## Description of the task
Give again only those lines from the start of the entries through the line holding "pub trait FetchExt", leaving them as they are.

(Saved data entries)
*-*-*

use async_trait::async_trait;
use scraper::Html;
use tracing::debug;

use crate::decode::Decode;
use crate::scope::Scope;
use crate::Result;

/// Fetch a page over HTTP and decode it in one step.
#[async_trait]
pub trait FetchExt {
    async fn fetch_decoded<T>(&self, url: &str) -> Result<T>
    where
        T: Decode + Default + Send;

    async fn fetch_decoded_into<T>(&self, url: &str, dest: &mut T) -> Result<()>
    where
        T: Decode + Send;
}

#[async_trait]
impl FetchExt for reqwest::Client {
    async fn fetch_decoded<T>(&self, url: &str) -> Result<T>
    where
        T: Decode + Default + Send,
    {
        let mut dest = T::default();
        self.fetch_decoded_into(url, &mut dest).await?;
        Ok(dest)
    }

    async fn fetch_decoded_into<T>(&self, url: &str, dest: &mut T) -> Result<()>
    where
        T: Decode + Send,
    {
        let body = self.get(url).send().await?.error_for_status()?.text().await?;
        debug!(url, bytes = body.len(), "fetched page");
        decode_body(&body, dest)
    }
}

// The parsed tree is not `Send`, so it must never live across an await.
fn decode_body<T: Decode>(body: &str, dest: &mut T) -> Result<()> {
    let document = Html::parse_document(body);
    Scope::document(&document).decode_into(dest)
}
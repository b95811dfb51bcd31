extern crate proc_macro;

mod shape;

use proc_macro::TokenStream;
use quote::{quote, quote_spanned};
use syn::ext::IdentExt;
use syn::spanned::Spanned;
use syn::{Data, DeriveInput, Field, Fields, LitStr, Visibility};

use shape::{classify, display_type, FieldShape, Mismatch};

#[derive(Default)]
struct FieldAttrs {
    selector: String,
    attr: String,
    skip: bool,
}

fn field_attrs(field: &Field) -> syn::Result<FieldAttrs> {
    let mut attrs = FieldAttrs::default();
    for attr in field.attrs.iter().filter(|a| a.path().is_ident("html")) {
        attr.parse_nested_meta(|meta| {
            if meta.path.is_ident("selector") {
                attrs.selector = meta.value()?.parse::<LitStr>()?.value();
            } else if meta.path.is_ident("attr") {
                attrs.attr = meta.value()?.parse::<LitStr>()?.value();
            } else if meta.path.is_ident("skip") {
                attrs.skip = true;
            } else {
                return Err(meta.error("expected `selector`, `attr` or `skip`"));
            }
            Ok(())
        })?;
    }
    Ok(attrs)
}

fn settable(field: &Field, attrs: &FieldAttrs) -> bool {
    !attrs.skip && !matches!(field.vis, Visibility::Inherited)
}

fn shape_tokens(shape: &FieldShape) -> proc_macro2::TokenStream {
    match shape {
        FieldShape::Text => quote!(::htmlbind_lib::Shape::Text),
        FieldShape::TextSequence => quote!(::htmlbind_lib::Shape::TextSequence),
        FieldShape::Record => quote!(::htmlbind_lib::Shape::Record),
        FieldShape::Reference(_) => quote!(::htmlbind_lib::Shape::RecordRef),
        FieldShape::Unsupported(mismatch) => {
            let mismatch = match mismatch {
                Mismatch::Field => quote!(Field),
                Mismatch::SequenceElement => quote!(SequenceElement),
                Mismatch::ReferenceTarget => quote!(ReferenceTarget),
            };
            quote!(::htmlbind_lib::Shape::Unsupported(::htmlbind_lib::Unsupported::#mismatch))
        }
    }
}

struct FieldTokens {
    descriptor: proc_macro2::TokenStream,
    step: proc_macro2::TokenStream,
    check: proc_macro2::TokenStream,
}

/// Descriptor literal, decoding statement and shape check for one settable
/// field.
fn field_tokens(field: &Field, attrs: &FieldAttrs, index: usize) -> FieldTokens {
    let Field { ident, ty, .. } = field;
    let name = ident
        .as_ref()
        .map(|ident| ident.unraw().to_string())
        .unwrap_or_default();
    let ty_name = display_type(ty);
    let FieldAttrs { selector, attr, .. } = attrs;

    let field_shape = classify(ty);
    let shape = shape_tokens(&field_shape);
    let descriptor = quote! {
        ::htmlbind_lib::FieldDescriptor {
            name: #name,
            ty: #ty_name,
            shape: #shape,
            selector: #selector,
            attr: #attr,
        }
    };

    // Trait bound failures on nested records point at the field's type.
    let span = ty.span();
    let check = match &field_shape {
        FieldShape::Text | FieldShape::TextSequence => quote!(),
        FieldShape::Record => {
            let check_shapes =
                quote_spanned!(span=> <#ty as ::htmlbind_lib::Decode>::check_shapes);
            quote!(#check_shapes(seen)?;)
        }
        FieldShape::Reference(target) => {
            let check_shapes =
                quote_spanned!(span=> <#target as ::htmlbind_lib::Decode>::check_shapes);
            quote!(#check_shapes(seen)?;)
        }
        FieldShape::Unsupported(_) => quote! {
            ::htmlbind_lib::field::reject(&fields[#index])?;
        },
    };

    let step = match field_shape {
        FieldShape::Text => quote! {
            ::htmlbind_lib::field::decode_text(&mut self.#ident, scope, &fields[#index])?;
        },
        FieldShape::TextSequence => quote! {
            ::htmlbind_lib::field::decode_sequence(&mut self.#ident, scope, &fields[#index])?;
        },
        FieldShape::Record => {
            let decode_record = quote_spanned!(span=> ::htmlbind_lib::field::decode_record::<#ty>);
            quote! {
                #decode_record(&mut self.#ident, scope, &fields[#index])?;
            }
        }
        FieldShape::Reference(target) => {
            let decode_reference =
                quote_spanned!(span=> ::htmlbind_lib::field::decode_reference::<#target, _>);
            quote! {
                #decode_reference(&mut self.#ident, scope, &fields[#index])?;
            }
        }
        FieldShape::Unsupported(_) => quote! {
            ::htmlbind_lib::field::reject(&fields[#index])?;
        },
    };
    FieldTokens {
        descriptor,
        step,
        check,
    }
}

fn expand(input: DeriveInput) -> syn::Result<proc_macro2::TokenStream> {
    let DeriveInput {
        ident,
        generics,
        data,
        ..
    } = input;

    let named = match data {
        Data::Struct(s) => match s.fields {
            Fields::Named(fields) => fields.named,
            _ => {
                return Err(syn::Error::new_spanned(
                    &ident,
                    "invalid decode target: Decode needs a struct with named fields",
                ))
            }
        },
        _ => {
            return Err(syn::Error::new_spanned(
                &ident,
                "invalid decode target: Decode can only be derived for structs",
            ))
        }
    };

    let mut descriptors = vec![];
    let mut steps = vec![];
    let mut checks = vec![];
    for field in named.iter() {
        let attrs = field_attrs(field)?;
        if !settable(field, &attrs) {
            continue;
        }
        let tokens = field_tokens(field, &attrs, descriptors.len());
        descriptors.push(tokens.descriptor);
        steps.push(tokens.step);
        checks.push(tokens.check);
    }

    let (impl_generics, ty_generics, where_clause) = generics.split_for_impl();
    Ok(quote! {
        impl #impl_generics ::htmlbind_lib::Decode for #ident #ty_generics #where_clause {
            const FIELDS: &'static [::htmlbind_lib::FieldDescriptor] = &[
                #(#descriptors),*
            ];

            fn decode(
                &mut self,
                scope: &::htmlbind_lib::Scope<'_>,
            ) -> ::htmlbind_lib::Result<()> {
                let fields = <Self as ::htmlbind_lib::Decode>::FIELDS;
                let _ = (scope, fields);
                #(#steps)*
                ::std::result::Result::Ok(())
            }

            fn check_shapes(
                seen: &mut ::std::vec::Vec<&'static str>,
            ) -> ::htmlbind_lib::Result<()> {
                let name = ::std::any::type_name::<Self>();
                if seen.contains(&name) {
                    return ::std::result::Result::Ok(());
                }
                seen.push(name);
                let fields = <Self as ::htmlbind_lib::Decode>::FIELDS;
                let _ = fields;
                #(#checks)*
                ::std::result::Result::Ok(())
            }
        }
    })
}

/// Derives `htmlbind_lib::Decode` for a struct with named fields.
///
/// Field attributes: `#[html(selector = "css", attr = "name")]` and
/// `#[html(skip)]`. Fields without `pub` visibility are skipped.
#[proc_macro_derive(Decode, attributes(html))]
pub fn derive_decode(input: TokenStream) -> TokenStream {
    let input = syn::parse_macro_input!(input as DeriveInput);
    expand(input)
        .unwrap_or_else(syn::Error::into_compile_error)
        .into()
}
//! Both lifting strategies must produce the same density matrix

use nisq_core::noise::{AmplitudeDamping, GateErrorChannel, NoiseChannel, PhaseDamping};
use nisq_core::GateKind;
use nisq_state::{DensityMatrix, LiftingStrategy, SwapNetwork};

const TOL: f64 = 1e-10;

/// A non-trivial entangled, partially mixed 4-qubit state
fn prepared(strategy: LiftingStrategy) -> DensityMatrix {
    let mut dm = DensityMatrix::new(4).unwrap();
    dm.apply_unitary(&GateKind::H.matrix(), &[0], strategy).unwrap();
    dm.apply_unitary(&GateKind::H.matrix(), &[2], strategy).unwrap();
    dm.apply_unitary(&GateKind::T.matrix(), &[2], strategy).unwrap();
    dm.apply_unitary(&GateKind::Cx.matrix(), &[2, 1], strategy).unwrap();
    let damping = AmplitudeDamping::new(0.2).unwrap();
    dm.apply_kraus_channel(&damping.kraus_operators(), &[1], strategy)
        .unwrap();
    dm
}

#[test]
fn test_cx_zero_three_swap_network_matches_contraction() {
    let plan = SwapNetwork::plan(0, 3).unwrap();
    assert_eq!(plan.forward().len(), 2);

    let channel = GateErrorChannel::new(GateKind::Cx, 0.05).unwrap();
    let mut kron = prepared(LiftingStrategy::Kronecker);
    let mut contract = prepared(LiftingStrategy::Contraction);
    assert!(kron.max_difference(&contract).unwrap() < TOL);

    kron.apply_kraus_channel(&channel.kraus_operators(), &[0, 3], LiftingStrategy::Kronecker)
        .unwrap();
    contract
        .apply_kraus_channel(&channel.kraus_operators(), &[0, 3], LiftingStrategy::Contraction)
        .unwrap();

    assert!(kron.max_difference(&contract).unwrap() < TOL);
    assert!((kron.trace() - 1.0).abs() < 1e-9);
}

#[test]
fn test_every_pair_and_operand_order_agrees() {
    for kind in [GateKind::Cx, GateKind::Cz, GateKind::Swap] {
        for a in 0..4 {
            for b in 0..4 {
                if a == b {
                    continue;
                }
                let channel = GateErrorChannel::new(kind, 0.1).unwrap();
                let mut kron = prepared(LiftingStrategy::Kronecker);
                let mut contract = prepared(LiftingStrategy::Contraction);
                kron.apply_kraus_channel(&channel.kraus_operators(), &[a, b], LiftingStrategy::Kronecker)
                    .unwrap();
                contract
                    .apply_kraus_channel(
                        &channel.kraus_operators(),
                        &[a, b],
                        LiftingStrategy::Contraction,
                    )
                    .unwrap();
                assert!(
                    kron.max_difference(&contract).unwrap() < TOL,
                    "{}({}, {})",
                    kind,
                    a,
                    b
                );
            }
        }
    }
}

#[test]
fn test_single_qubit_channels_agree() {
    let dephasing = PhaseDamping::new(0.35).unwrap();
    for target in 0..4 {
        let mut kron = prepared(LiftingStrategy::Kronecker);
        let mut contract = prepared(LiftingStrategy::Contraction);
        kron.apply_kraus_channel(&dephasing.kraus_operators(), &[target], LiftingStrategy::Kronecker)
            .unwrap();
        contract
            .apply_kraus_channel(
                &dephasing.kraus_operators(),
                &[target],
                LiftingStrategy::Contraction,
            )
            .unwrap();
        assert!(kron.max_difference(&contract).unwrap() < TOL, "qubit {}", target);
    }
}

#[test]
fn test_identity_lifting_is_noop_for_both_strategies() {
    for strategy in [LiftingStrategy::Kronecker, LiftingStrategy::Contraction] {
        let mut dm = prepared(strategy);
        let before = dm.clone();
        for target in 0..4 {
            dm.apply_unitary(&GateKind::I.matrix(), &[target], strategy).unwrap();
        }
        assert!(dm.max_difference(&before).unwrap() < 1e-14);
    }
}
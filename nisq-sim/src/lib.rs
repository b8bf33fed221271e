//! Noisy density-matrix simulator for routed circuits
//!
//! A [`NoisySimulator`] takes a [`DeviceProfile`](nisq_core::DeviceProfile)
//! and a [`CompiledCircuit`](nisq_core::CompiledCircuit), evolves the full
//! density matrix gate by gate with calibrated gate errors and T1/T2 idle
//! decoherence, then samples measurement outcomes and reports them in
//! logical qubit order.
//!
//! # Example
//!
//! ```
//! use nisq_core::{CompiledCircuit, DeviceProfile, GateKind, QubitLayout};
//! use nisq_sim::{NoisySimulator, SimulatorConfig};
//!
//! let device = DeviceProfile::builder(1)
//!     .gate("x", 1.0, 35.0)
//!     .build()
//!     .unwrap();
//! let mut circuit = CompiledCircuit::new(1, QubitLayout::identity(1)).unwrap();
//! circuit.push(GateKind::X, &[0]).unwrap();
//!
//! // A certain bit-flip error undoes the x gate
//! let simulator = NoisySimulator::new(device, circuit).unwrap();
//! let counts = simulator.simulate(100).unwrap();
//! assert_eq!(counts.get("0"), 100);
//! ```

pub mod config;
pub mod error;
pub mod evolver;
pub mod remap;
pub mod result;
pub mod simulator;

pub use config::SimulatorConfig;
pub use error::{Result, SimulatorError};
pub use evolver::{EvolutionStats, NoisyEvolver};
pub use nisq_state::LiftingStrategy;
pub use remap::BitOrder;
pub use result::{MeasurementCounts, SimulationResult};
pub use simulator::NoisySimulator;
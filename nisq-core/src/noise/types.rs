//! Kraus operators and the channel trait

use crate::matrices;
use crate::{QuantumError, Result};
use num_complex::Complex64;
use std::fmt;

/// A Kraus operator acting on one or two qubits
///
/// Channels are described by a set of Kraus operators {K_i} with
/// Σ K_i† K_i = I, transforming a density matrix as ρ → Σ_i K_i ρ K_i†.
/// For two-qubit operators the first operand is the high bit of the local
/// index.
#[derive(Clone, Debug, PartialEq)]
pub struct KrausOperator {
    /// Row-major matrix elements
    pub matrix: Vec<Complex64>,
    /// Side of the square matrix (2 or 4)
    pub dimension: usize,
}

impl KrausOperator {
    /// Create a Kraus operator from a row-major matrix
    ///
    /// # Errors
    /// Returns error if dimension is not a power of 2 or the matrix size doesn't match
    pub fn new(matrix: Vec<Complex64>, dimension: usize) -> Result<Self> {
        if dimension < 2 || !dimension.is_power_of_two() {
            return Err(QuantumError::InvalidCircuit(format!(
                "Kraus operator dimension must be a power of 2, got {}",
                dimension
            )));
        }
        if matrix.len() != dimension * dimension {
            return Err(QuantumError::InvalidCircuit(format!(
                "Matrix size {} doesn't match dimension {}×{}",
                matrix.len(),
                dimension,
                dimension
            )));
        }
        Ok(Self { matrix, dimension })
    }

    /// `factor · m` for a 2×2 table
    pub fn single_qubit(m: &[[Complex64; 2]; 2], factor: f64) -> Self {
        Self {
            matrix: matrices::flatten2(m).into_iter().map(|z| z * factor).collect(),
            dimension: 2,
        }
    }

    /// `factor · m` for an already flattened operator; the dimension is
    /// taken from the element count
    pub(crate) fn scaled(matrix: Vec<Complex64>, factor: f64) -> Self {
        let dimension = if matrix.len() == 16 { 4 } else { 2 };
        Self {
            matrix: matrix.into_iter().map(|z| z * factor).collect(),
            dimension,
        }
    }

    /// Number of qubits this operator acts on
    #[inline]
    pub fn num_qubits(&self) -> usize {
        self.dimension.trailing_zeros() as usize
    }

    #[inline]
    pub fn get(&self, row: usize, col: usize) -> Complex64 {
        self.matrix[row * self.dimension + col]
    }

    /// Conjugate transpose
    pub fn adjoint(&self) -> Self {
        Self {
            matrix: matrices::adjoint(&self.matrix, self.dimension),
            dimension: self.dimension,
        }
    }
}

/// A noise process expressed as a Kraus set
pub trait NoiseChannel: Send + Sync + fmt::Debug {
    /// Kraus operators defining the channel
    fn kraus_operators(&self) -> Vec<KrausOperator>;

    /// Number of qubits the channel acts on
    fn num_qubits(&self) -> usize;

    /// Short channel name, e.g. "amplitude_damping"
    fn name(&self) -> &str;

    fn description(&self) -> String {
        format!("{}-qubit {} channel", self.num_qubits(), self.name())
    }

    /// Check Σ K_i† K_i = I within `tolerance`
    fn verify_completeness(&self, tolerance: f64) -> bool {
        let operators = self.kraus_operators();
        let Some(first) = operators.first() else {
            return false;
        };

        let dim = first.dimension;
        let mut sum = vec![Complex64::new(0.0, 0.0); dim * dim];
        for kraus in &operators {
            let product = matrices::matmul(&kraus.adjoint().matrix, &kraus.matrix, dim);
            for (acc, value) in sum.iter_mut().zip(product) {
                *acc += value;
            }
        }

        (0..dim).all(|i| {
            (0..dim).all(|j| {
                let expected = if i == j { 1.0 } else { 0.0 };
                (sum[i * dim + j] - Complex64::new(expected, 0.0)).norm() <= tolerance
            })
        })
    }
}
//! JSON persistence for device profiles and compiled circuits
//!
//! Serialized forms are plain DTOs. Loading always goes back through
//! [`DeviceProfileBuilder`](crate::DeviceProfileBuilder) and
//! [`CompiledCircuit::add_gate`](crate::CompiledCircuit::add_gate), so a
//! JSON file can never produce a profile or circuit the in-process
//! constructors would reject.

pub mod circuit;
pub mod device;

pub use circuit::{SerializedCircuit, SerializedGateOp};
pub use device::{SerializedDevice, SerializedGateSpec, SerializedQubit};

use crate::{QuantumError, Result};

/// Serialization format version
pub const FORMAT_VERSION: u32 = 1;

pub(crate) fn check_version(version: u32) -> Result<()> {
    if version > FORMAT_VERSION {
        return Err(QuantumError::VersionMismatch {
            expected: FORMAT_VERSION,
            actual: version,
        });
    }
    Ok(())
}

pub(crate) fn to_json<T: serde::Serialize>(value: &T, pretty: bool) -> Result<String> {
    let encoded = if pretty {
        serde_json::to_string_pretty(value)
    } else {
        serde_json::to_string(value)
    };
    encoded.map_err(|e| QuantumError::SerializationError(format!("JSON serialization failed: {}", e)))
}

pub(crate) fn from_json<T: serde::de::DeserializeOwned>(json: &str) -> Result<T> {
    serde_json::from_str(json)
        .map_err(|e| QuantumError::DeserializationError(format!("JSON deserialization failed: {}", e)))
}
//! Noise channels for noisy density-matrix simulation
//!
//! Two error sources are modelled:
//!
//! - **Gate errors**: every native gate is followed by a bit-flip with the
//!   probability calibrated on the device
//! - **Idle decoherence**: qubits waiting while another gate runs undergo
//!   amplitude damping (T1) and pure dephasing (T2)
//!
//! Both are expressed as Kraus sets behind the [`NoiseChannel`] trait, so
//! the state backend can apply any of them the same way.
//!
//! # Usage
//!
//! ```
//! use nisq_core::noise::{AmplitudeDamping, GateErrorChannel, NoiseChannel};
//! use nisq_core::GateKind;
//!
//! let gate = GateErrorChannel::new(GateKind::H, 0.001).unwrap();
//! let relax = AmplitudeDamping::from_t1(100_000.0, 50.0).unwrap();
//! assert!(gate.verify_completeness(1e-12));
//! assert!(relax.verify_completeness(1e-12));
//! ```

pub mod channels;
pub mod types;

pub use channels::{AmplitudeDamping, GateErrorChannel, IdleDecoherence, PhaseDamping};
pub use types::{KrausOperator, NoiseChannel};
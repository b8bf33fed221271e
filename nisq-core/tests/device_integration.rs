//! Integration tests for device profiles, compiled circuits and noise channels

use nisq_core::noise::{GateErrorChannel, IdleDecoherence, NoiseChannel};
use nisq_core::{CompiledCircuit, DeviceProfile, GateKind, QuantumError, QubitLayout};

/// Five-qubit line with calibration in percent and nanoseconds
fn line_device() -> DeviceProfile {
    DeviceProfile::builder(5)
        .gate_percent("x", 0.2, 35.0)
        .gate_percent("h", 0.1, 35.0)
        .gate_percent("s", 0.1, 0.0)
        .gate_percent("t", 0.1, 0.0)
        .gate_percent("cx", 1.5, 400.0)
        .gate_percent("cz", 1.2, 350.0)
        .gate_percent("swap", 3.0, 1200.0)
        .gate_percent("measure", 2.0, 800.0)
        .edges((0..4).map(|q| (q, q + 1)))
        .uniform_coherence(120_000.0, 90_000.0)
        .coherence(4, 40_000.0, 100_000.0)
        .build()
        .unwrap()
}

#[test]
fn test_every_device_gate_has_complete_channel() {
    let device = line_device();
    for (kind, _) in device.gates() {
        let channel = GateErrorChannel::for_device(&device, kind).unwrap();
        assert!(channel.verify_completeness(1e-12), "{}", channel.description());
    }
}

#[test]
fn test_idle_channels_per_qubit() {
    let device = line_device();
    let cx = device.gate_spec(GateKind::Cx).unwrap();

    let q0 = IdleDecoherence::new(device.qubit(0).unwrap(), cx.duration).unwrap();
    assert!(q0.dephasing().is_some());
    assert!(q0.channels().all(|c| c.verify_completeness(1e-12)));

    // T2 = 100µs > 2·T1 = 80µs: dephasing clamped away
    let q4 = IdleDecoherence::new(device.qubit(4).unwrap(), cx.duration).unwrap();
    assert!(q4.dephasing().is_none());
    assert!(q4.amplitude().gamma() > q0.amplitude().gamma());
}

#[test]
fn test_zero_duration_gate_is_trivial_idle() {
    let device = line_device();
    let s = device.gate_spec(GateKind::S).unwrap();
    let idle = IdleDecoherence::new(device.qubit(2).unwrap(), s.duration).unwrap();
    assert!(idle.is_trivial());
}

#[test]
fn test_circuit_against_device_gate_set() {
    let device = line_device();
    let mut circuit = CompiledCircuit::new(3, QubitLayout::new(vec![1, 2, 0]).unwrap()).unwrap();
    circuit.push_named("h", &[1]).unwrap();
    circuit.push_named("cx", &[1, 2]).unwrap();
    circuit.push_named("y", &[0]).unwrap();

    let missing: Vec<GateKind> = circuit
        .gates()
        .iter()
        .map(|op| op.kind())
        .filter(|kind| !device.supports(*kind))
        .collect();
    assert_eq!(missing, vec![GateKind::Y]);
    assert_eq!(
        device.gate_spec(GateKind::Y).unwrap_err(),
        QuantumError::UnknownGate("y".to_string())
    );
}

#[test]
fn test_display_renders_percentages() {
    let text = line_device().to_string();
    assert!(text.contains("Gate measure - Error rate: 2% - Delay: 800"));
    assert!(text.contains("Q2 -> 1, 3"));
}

*-*-*

## Response
use async_trait::async_trait;
use scraper::Html;
use tracing::debug;

use crate::decode::Decode;
use crate::scope::Scope;
use crate::Result;

/// Fetch a page over HTTP and decode it in one step.
#[async_trait]
pub trait FetchExt {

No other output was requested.